* _EXTRACTED MATERIAL_:
=== Begin Enclosure ===

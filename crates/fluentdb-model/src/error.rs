//! Provider error taxonomy.
//!
//! The service reports failures as a JSON body whose `__type` field carries a
//! fully-qualified error name such as
//! `com.amazonaws.dynamodb.v20120810#ProvisionedThroughputExceededException`.
//! The client side only needs the short code and the HTTP status to decide
//! whether a failure is worth retrying.

use std::fmt;

use serde::Deserialize;

/// Well-known provider error codes.
#[derive(Debug, Clone, Copy, PartialEq, Eq, Hash, Default)]
#[non_exhaustive]
pub enum DynamoDBErrorCode {
    /// Table or index not found.
    ResourceNotFoundException,
    /// Condition expression evaluated to false.
    ConditionalCheckFailedException,
    /// Transaction canceled.
    TransactionCanceledException,
    /// Transaction conflict.
    TransactionConflictException,
    /// Transaction in progress.
    TransactionInProgressException,
    /// Item collection too large.
    ItemCollectionSizeLimitExceededException,
    /// Provisioned throughput exceeded.
    ProvisionedThroughputExceededException,
    /// Account-level request rate exceeded.
    RequestLimitExceeded,
    /// Generic throttling.
    ThrottlingException,
    /// Request failed validation.
    #[default]
    ValidationException,
    /// Malformed request body.
    SerializationException,
    /// Server-side failure.
    InternalServerError,
    /// Service temporarily unavailable.
    ServiceUnavailable,
    /// Credentials rejected.
    AccessDeniedException,
    /// Unknown operation or client.
    UnrecognizedClientException,
    /// Any code this crate does not know about.
    Unknown,
}

impl DynamoDBErrorCode {
    /// Returns the short error code string.
    #[must_use]
    pub fn as_str(&self) -> &'static str {
        match self {
            Self::ResourceNotFoundException => "ResourceNotFoundException",
            Self::ConditionalCheckFailedException => "ConditionalCheckFailedException",
            Self::TransactionCanceledException => "TransactionCanceledException",
            Self::TransactionConflictException => "TransactionConflictException",
            Self::TransactionInProgressException => "TransactionInProgressException",
            Self::ItemCollectionSizeLimitExceededException => {
                "ItemCollectionSizeLimitExceededException"
            }
            Self::ProvisionedThroughputExceededException => {
                "ProvisionedThroughputExceededException"
            }
            Self::RequestLimitExceeded => "RequestLimitExceeded",
            Self::ThrottlingException => "ThrottlingException",
            Self::ValidationException => "ValidationException",
            Self::SerializationException => "SerializationException",
            Self::InternalServerError => "InternalServerError",
            Self::ServiceUnavailable => "ServiceUnavailable",
            Self::AccessDeniedException => "AccessDeniedException",
            Self::UnrecognizedClientException => "UnrecognizedClientException",
            Self::Unknown => "Unknown",
        }
    }

    /// Parse a `__type` value, with or without its namespace prefix.
    #[must_use]
    pub fn from_type(error_type: &str) -> Self {
        let short = error_type
            .rsplit_once('#')
            .map_or(error_type, |(_, name)| name);
        match short {
            "ResourceNotFoundException" => Self::ResourceNotFoundException,
            "ConditionalCheckFailedException" => Self::ConditionalCheckFailedException,
            "TransactionCanceledException" => Self::TransactionCanceledException,
            "TransactionConflictException" => Self::TransactionConflictException,
            "TransactionInProgressException" => Self::TransactionInProgressException,
            "ItemCollectionSizeLimitExceededException" => {
                Self::ItemCollectionSizeLimitExceededException
            }
            "ProvisionedThroughputExceededException" => {
                Self::ProvisionedThroughputExceededException
            }
            "RequestLimitExceeded" => Self::RequestLimitExceeded,
            "ThrottlingException" => Self::ThrottlingException,
            "ValidationException" => Self::ValidationException,
            "SerializationException" => Self::SerializationException,
            "InternalServerError" | "InternalFailure" => Self::InternalServerError,
            "ServiceUnavailable" | "ServiceUnavailableException" => Self::ServiceUnavailable,
            "AccessDeniedException" => Self::AccessDeniedException,
            "UnrecognizedClientException" => Self::UnrecognizedClientException,
            _ => Self::Unknown,
        }
    }

    /// Throughput and rate-limit rejections.
    #[must_use]
    pub fn is_throttling(&self) -> bool {
        matches!(
            self,
            Self::ProvisionedThroughputExceededException
                | Self::RequestLimitExceeded
                | Self::ThrottlingException
        )
    }

    /// Failures on the provider side rather than in the request.
    #[must_use]
    pub fn is_internal(&self) -> bool {
        matches!(self, Self::InternalServerError | Self::ServiceUnavailable)
    }
}

impl fmt::Display for DynamoDBErrorCode {
    fn fmt(&self, f: &mut fmt::Formatter<'_>) -> fmt::Result {
        f.write_str(self.as_str())
    }
}

/// An error reported by the provider.
#[derive(Debug, Clone)]
pub struct DynamoDBError {
    /// The error code.
    pub code: DynamoDBErrorCode,
    /// A human-readable error message.
    pub message: String,
    /// The HTTP status code of the response.
    pub status_code: http::StatusCode,
}

impl fmt::Display for DynamoDBError {
    fn fmt(&self, f: &mut fmt::Formatter<'_>) -> fmt::Result {
        write!(f, "{} ({}): {}", self.code, self.status_code, self.message)
    }
}

impl std::error::Error for DynamoDBError {}

/// The JSON error body returned by the service.
#[derive(Debug, Deserialize)]
struct ErrorBody {
    #[serde(rename = "__type", default)]
    error_type: String,
    #[serde(alias = "Message", default)]
    message: String,
}

impl DynamoDBError {
    /// Create an error with a custom message and the code's usual status.
    #[must_use]
    pub fn new(code: DynamoDBErrorCode, message: impl Into<String>) -> Self {
        let status_code = if code.is_internal() {
            http::StatusCode::INTERNAL_SERVER_ERROR
        } else {
            http::StatusCode::BAD_REQUEST
        };
        Self {
            code,
            message: message.into(),
            status_code,
        }
    }

    /// Override the HTTP status code.
    #[must_use]
    pub fn with_status(mut self, status_code: http::StatusCode) -> Self {
        self.status_code = status_code;
        self
    }

    /// Decode an error response body.
    ///
    /// Bodies that are not valid JSON become an `Unknown` error carrying the
    /// raw text, so the status code still drives classification.
    #[must_use]
    pub fn from_response(status_code: http::StatusCode, body: &[u8]) -> Self {
        match serde_json::from_slice::<ErrorBody>(body) {
            Ok(parsed) => Self {
                code: DynamoDBErrorCode::from_type(&parsed.error_type),
                message: parsed.message,
                status_code,
            },
            Err(_) => Self {
                code: DynamoDBErrorCode::Unknown,
                message: String::from_utf8_lossy(body).into_owned(),
                status_code,
            },
        }
    }

    /// Provider-side or throttling failure that a later attempt may not hit.
    #[must_use]
    pub fn is_transient(&self) -> bool {
        self.code.is_throttling() || self.code.is_internal() || self.status_code.is_server_error()
    }

    /// Condition expression evaluated to false.
    #[must_use]
    pub fn conditional_check_failed(message: impl Into<String>) -> Self {
        Self::new(DynamoDBErrorCode::ConditionalCheckFailedException, message)
    }

    /// Request rejected as invalid.
    #[must_use]
    pub fn validation(message: impl Into<String>) -> Self {
        Self::new(DynamoDBErrorCode::ValidationException, message)
    }

    /// Throughput exceeded.
    #[must_use]
    pub fn throughput_exceeded(message: impl Into<String>) -> Self {
        Self::new(DynamoDBErrorCode::ProvisionedThroughputExceededException, message)
    }

    /// Internal server error.
    #[must_use]
    pub fn internal_error(message: impl Into<String>) -> Self {
        Self::new(DynamoDBErrorCode::InternalServerError, message)
    }
}

/// Create a `DynamoDBError` from an error code name.
///
/// # Examples
///
/// ```
/// use fluentdb_model::dynamodb_error;
/// use fluentdb_model::error::DynamoDBErrorCode;
///
/// let err = dynamodb_error!(ThrottlingException);
/// assert_eq!(err.code, DynamoDBErrorCode::ThrottlingException);
///
/// let err = dynamodb_error!(ResourceNotFoundException, "no such table");
/// assert_eq!(err.message, "no such table");
/// ```
#[macro_export]
macro_rules! dynamodb_error {
    ($code:ident) => {
        $crate::error::DynamoDBError::new(
            $crate::error::DynamoDBErrorCode::$code,
            $crate::error::DynamoDBErrorCode::$code.as_str(),
        )
    };
    ($code:ident, $msg:expr) => {
        $crate::error::DynamoDBError::new($crate::error::DynamoDBErrorCode::$code, $msg)
    };
}

#[cfg(test)]
mod tests {
    use super::*;

    #[test]
    fn test_should_parse_qualified_error_type() {
        let code = DynamoDBErrorCode::from_type(
            "com.amazonaws.dynamodb.v20120810#ProvisionedThroughputExceededException",
        );
        assert_eq!(code, DynamoDBErrorCode::ProvisionedThroughputExceededException);
        assert!(code.is_throttling());
    }

    #[test]
    fn test_should_parse_bare_error_type() {
        assert_eq!(
            DynamoDBErrorCode::from_type("ValidationException"),
            DynamoDBErrorCode::ValidationException
        );
        assert_eq!(
            DynamoDBErrorCode::from_type("SomethingNew"),
            DynamoDBErrorCode::Unknown
        );
    }

    #[test]
    fn test_should_decode_error_body() {
        let body = br#"{"__type":"com.amazon.coral.service#InternalFailure","message":"boom"}"#;
        let err = DynamoDBError::from_response(http::StatusCode::INTERNAL_SERVER_ERROR, body);
        assert_eq!(err.code, DynamoDBErrorCode::InternalServerError);
        assert_eq!(err.message, "boom");
        assert!(err.is_transient());
    }

    #[test]
    fn test_should_treat_unknown_5xx_as_transient() {
        let err = DynamoDBError::from_response(http::StatusCode::BAD_GATEWAY, b"<html>");
        assert_eq!(err.code, DynamoDBErrorCode::Unknown);
        assert!(err.is_transient());
    }

    #[test]
    fn test_should_pick_status_from_code() {
        let err = DynamoDBError::internal_error("boom");
        assert_eq!(err.code, DynamoDBErrorCode::InternalServerError);
        assert_eq!(err.status_code, http::StatusCode::INTERNAL_SERVER_ERROR);

        let err = DynamoDBError::validation("bad key");
        assert_eq!(err.code, DynamoDBErrorCode::ValidationException);
        assert_eq!(err.status_code, http::StatusCode::BAD_REQUEST);
        assert!(!err.is_transient());

        let err = DynamoDBError::throughput_exceeded("slow down");
        assert!(err.is_transient());
    }

    #[test]
    fn test_should_classify_overridden_5xx_as_transient() {
        let err = DynamoDBError::conditional_check_failed("taken")
            .with_status(http::StatusCode::SERVICE_UNAVAILABLE);
        assert_eq!(err.code, DynamoDBErrorCode::ConditionalCheckFailedException);
        assert!(err.is_transient());
    }

    #[test]
    fn test_should_not_treat_conditional_failure_as_transient() {
        let err = dynamodb_error!(ConditionalCheckFailedException);
        assert!(!err.is_transient());
        assert_eq!(err.status_code, http::StatusCode::BAD_REQUEST);
    }
}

=== End Enclosure ===

Please give an exact restatement of only the lines from the beginning of the material above to the line with "provider error codes.", inclusive.

* _THE ANSWER_:
filename crates/fluentdb-model/src/error.rs
//! Provider error taxonomy.
//!
//! The service reports failures as a JSON body whose `__type` field carries a
//! fully-qualified error name such as
//! `com.amazonaws.dynamodb.v20120810#ProvisionedThroughputExceededException`.
//! The client side only needs the short code and the HTTP status to decide
//! whether a failure is worth retrying.

use std::fmt;

use serde::Deserialize;

/// Well-known provider error codes.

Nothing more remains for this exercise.